A first-of-its-kind AI lab from Lilly and NVIDIA aims to create continuous, data-driven systems that accelerate drug discovery.
NVIDIA and Eli Lilly have announced a first-of-its-kind AI co-innovation lab aimed at rebuilding the drug discovery process from the ground up. The two companies will invest up to $1 billion over five years to bring together advanced AI modeling, large-scale data generation, robotics and automated agentic wet-lab systems.

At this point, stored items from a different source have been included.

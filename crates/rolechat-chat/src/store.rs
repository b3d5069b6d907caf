use std::sync::atomic::{AtomicBool, Ordering};
use std::sync::{Arc, Mutex, MutexGuard, PoisonError};

use crate::endpoint::CompletionEndpoint;
use crate::error::StoreError;
use crate::storage::{decode_sessions, encode_sessions, SessionStorage};
use rolechat_models::CompletionRequest;
use rolechat_types::{ChatRole, ChatSession, IdGenerator, Message, FALLBACK_REPLY};

/// Whether a completion request is outstanding
#[derive(Debug, Clone, Copy, PartialEq, Eq)]
pub enum StoreState {
    Idle,
    AwaitingResponse,
}

/// Why `send_message` did nothing
#[derive(Debug, Clone, Copy, PartialEq, Eq)]
pub enum IgnoredReason {
    /// The text was empty or whitespace only
    EmptyInput,
    /// Another send is still waiting for its reply
    Busy,
}

/// Result of `ChatStore::send_message`
#[derive(Debug, Clone, PartialEq)]
pub enum SendOutcome {
    Ignored(IgnoredReason),
    /// An assistant message was appended; `fallback` is true when it is the
    /// canned apology standing in for a failed request
    Replied {
        session_id: String,
        reply: Message,
        fallback: bool,
    },
    /// The target session was deleted before the reply arrived
    Discarded { session_id: String },
}

struct Sessions {
    /// Newest first
    list: Vec<ChatSession>,
    active_id: Option<String>,
    default_role: ChatRole,
}

impl Sessions {
    fn find(&self, id: &str) -> Option<&ChatSession> {
        self.list.iter().find(|s| s.id == id)
    }

    fn find_mut(&mut self, id: &str) -> Option<&mut ChatSession> {
        self.list.iter_mut().find(|s| s.id == id)
    }
}

/// Clears the pending flag when dropped, whatever way the send ends
struct PendingGuard<'a>(&'a AtomicBool);

impl<'a> PendingGuard<'a> {
    fn acquire(flag: &'a AtomicBool) -> Option<Self> {
        flag.compare_exchange(false, true, Ordering::AcqRel, Ordering::Acquire)
            .ok()
            .map(|_| Self(flag))
    }
}

impl Drop for PendingGuard<'_> {
    fn drop(&mut self) {
        self.0.store(false, Ordering::Release);
    }
}

/// Chat sessions, the active selection and the single-flight send gate.
///
/// The store is shared by reference (`Arc<ChatStore>`); every method takes
/// `&self`. At most one `send_message` is in flight per store, across all
/// sessions. The session list is written to storage after every mutation.
///
/// Saves run synchronously while the session lock is held, so the stored blob
/// always matches the latest in-memory list. Storage is a single small file
/// for one user; `send_message` never holds the lock across the completion
/// request, which is the only slow step.
pub struct ChatStore {
    sessions: Mutex<Sessions>,
    pending: AtomicBool,
    ids: IdGenerator,
    endpoint: Arc<dyn CompletionEndpoint>,
    storage: Arc<dyn SessionStorage>,
}

impl ChatStore {
    /// Load the stored sessions and build a store around them.
    ///
    /// A stored blob that does not decode is reported as
    /// [`StoreError::CorruptState`]; nothing is overwritten.
    pub fn open(
        endpoint: Arc<dyn CompletionEndpoint>,
        storage: Arc<dyn SessionStorage>,
    ) -> Result<Self, StoreError> {
        let location = storage.location();
        let list = match storage.load() {
            Ok(Some(blob)) => decode_sessions(&blob).map_err(|source| StoreError::CorruptState {
                location: location.clone(),
                source,
            })?,
            Ok(None) => Vec::new(),
            Err(source) => return Err(StoreError::Storage { location, source }),
        };

        let ids = IdGenerator::seeded_past(
            list.iter()
                .flat_map(|s| std::iter::once(s.id.as_str()).chain(s.messages.iter().map(|m| m.id.as_str()))),
        );
        log::debug!("Loaded {} chat sessions from {}", list.len(), location);

        Ok(Self {
            sessions: Mutex::new(Sessions {
                list,
                active_id: None,
                default_role: ChatRole::default(),
            }),
            pending: AtomicBool::new(false),
            ids,
            endpoint,
            storage,
        })
    }

    fn lock(&self) -> MutexGuard<'_, Sessions> {
        self.sessions.lock().unwrap_or_else(PoisonError::into_inner)
    }

    fn persist(&self, sessions: &Sessions) -> Result<(), StoreError> {
        let blob = encode_sessions(&sessions.list)?;
        self.storage.save(&blob).map_err(|source| StoreError::Storage {
            location: self.storage.location(),
            source,
        })
    }

    /// Single code path for session creation, shared by `create_session`
    /// and the implicit creation in `send_message`
    fn insert_session(&self, sessions: &mut Sessions, role: ChatRole) -> String {
        let session = ChatSession::new(self.ids.next_id(), role);
        let id = session.id.clone();
        sessions.list.insert(0, session);
        sessions.active_id = Some(id.clone());
        sessions.default_role = role;
        log::debug!("Created {} session {}", role, id);
        id
    }

    /// Start a new, empty session at the front of the list and make it active.
    /// `role` also becomes the default for sessions created implicitly later.
    pub fn create_session(&self, role: ChatRole) -> Result<String, StoreError> {
        let mut sessions = self.lock();
        let previous_active = sessions.active_id.clone();
        let previous_role = sessions.default_role;
        let id = self.insert_session(&mut sessions, role);
        if let Err(e) = self.persist(&sessions) {
            sessions.list.remove(0);
            sessions.active_id = previous_active;
            sessions.default_role = previous_role;
            return Err(e);
        }
        Ok(id)
    }

    /// Send user text to the active session and append the assistant's reply.
    ///
    /// Empty input and sends made while another is pending are ignored. The
    /// user message is appended before the request goes out; a failed request
    /// appends [`FALLBACK_REPLY`] instead of a reply. The reply always lands
    /// in the session the request was made for, even if another session has
    /// been selected meanwhile.
    ///
    /// If saving the user message fails, the message (and a session created
    /// for it) is taken back out and the error is returned; no request is made.
    pub async fn send_message(&self, text: &str) -> Result<SendOutcome, StoreError> {
        let content = text.trim();
        if content.is_empty() {
            return Ok(SendOutcome::Ignored(IgnoredReason::EmptyInput));
        }
        let Some(_pending) = PendingGuard::acquire(&self.pending) else {
            log::debug!("Ignoring send while a reply is pending");
            return Ok(SendOutcome::Ignored(IgnoredReason::Busy));
        };

        let (session_id, request) = {
            let mut sessions = self.lock();
            let active_index = sessions
                .active_id
                .as_deref()
                .and_then(|id| sessions.list.iter().position(|s| s.id == id));
            let previous_active = sessions.active_id.clone();
            let index = match active_index {
                Some(index) => index,
                None => {
                    let role = sessions.default_role;
                    self.insert_session(&mut sessions, role);
                    0
                }
            };

            let session = &mut sessions.list[index];
            session.push(Message::user(self.ids.next_id(), content));
            let session_id = session.id.clone();
            let request = CompletionRequest::new(session.role, &session.messages);

            if let Err(e) = self.persist(&sessions) {
                if active_index.is_none() {
                    sessions.list.remove(0);
                    sessions.active_id = previous_active;
                } else {
                    sessions.list[index].messages.pop();
                }
                return Err(e);
            }
            (session_id, request)
        };

        let (reply_content, fallback) = match self.endpoint.complete(&request).await {
            Ok(reply) => (reply.content, false),
            Err(e) => {
                log::error!("Completion request for session {} failed: {}", session_id, e);
                (FALLBACK_REPLY.to_string(), true)
            }
        };

        let mut sessions = self.lock();
        let reply = Message::assistant(self.ids.next_id(), reply_content);
        match sessions.find_mut(&session_id) {
            Some(session) => session.push(reply.clone()),
            None => {
                log::warn!("Session {} was deleted before its reply arrived; dropping reply", session_id);
                return Ok(SendOutcome::Discarded { session_id });
            }
        }
        self.persist(&sessions)?;

        Ok(SendOutcome::Replied {
            session_id,
            reply,
            fallback,
        })
    }

    /// Remove one session. Deleting the active session clears the selection.
    /// Returns false when no session has that id.
    pub fn delete_session(&self, id: &str) -> Result<bool, StoreError> {
        let mut sessions = self.lock();
        let before = sessions.list.len();
        sessions.list.retain(|s| s.id != id);
        if sessions.list.len() == before {
            return Ok(false);
        }
        if sessions.active_id.as_deref() == Some(id) {
            sessions.active_id = None;
        }
        self.persist(&sessions)?;
        Ok(true)
    }

    pub fn delete_all_sessions(&self) -> Result<(), StoreError> {
        let mut sessions = self.lock();
        sessions.list.clear();
        sessions.active_id = None;
        self.persist(&sessions)
    }

    /// Make `id` the active session. An unknown id leaves no session active
    /// and returns false.
    pub fn select_session(&self, id: &str) -> bool {
        let mut sessions = self.lock();
        let exists = sessions.find(id).is_some();
        sessions.active_id = exists.then(|| id.to_string());
        exists
    }

    /// Snapshot of all sessions, newest first
    pub fn sessions(&self) -> Vec<ChatSession> {
        self.lock().list.clone()
    }

    pub fn session(&self, id: &str) -> Option<ChatSession> {
        self.lock().find(id).cloned()
    }

    pub fn active_session(&self) -> Option<ChatSession> {
        let sessions = self.lock();
        sessions.active_id.as_deref().and_then(|id| sessions.find(id)).cloned()
    }

    pub fn active_session_id(&self) -> Option<String> {
        self.lock().active_id.clone()
    }

    pub fn default_role(&self) -> ChatRole {
        self.lock().default_role
    }

    /// Role used when `send_message` has to create a session itself
    pub fn set_default_role(&self, role: ChatRole) {
        self.lock().default_role = role;
    }

    pub fn is_pending(&self) -> bool {
        self.pending.load(Ordering::Acquire)
    }

    pub fn state(&self) -> StoreState {
        if self.is_pending() {
            StoreState::AwaitingResponse
        } else {
            StoreState::Idle
        }
    }
}
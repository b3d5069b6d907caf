//! rolechat application library
//!
//! CLI definition, configuration, the terminal chat front end and the HTTP
//! completion server.

pub use rolechat_chat as chat;
pub use rolechat_llm_api as llm_api;
pub use rolechat_types as types;

pub mod app;
pub mod cli;
pub mod config;
pub mod web;

pub use app::{run_repl_mode, run_sessions_command, run_web_server};
pub use cli::{ChatArgs, Cli, Commands, LlmArgs, ServeArgs, SessionCommands};
//! # rolechat-llm-api
//!
//! Language model access for rolechat: a small `LlmClient` trait, an
//! OpenAI-compatible client used for Groq and OpenAI, and the role-prompted
//! completion that turns a chat transcript into an assistant reply.
//!
//! ## Example
//!
//! ```rust,no_run
//! use rolechat_llm_api::{complete_for_role, BackendType, ClientFactory, ClientOptions};
//! use rolechat_models::ChatMessage;
//! use rolechat_types::ChatRole;
//!
//! #[tokio::main]
//! async fn main() -> anyhow::Result<()> {
//!     let client = ClientFactory::create(
//!         BackendType::Groq,
//!         Some("your-api-key".to_string()),
//!         "llama-3.3-70b-versatile".to_string(),
//!         None,
//!         ClientOptions::default(),
//!     )?;
//!
//!     let messages = vec![ChatMessage::user("explain recursion")];
//!     let reply = complete_for_role(client.as_ref(), ChatRole::Teacher, &messages).await?;
//!     println!("{}", reply);
//!
//!     Ok(())
//! }
//! ```

pub mod client;
pub mod completion;
pub mod config;


// Re-export commonly used types
pub use client::{groq::GroqLlmClient, LlmClient};
pub use completion::complete_for_role;
pub use config::{
    get_default_url_for_backend,
    normalize_api_url,
    BackendType,
    ClientFactory,
    ClientOptions,
    DEFAULT_MODEL,
    GROQ_API_URL,
    OPENAI_API_URL,
};
pub use rolechat_models::ChatMessage;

The lab will operate in the San Francisco Bay Area, where Lilly researchers and NVIDIA AI engineers will work side by side to create continuous learning systems that link real-world experiments with computational models. The goal is to accelerate identification, optimization and validation of potential medicines, with NVIDIA’s BioNeMo platform and next-generation architectures such as Vera Rubin at the core of the effort.

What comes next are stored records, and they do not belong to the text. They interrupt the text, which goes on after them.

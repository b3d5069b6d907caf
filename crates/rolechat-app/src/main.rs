use anyhow::Result;
use clap::{CommandFactory, Parser};

use rolechat::{run_repl_mode, run_sessions_command, run_web_server, Cli, Commands};

#[tokio::main]
async fn main() -> Result<()> {
    // Load environment variables from .env file if it exists
    dotenvy::dotenv().ok();

    let cli = Cli::parse();
    rolechat_logging::init_logger(cli.verbose);

    match &cli.command {
        Commands::Serve(args) => run_web_server(args, cli.verbose).await,
        Commands::Chat(args) => run_repl_mode(args, cli.verbose).await,
        Commands::Sessions { command, state_file } => {
            let result = run_sessions_command(command, state_file.clone())?;
            println!("{}", result);
            Ok(())
        }
        Commands::Completions { shell } => {
            clap_complete::generate(*shell, &mut Cli::command(), "rolechat", &mut std::io::stdout());
            Ok(())
        }
    }
}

The collaboration builds on Lilly’s existing AI supercomputer and expands opportunities to use AI across clinical development, manufacturing and supply chain reliability. Both companies view this as a blueprint for the next era of drug discovery: rapid experimentation, scalable data generation and AI models custom-built to support scientific decision making.
Why This Matters for Data Analysts
The Lilly–NVIDIA collaboration shows how quickly AI-assisted workflows are becoming central to scientific work. Several themes are directly relevant to analysts who work with automation and model-driven processes:
- Continuous learning systems that operate much like live data pipelines.

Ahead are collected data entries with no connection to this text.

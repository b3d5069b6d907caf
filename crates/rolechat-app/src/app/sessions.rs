use anyhow::Result;
use chrono::{DateTime, Local, Utc};
use colored::Colorize;
use std::path::PathBuf;

use crate::app::setup::open_session_store;
use crate::cli::SessionCommands;
use rolechat_chat::ChatStore;
use rolechat_types::{ChatSession, MessageRole};

pub(crate) fn local_time(timestamp: &DateTime<Utc>) -> String {
    timestamp.with_timezone(&Local).format("%Y-%m-%d %H:%M").to_string()
}

/// One line per session: id, title, message count and the last activity
pub fn render_session_list(sessions: &[ChatSession], active_id: Option<&str>) -> String {
    if sessions.is_empty() {
        return "No chat sessions".to_string();
    }

    sessions
        .iter()
        .map(|session| {
            let marker = if Some(session.id.as_str()) == active_id { "*" } else { " " };
            let last = session
                .last_message()
                .map(|m| local_time(&m.timestamp))
                .unwrap_or_else(|| "empty".to_string());
            format!(
                "{} {}  {}  ({} messages, {})",
                marker,
                session.id.bright_black(),
                session.title.bold(),
                session.message_count(),
                last
            )
        })
        .collect::<Vec<_>>()
        .join("\n")
}

/// Full transcript of one session
pub fn render_transcript(session: &ChatSession) -> String {
    let mut out = format!("{} [{}]", session.title.bold(), session.id.bright_black());
    for message in &session.messages {
        let speaker = match message.role {
            MessageRole::User => "You".bright_green().bold(),
            MessageRole::Assistant => session.role.title().bright_cyan().bold(),
        };
        out.push_str(&format!(
            "\n{} {}: {}",
            local_time(&message.timestamp).bright_black(),
            speaker,
            message.content
        ));
    }
    out
}

/// Execute a `sessions` subcommand against an open store
pub fn execute(store: &ChatStore, command: &SessionCommands) -> Result<String> {
    match command {
        SessionCommands::List => Ok(render_session_list(&store.sessions(), None)),
        SessionCommands::Show { id } => store
            .session(id)
            .map(|session| render_transcript(&session))
            .ok_or_else(|| anyhow::anyhow!("No session with id {}", id)),
        SessionCommands::Delete { id } => {
            if store.delete_session(id)? {
                Ok(format!("Deleted session {}", id))
            } else {
                anyhow::bail!("No session with id {}", id)
            }
        }
        SessionCommands::Clear => {
            let count = store.sessions().len();
            store.delete_all_sessions()?;
            Ok(format!("Deleted {} sessions", count))
        }
    }
}

pub fn run_sessions_command(command: &SessionCommands, state_file: Option<PathBuf>) -> Result<String> {
    let store = open_session_store(state_file)?;
    execute(&store, command)
}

- Agentic workflows that mirror automated validation, scheduling and model retraining.
- Domain-specific foundation models built with the same principles analysts use for fine-tuning and deployment.
- High-quality, purpose-built datasets that improve model accuracy and speed.
- Human-in-the-loop design that aligns with analyst-in-the-loop decision making.
These developments point to a future where analysts work with AI systems that ingest data, refine models and prepare the next set of actions automatically, while human judgment guides direction and interprets results.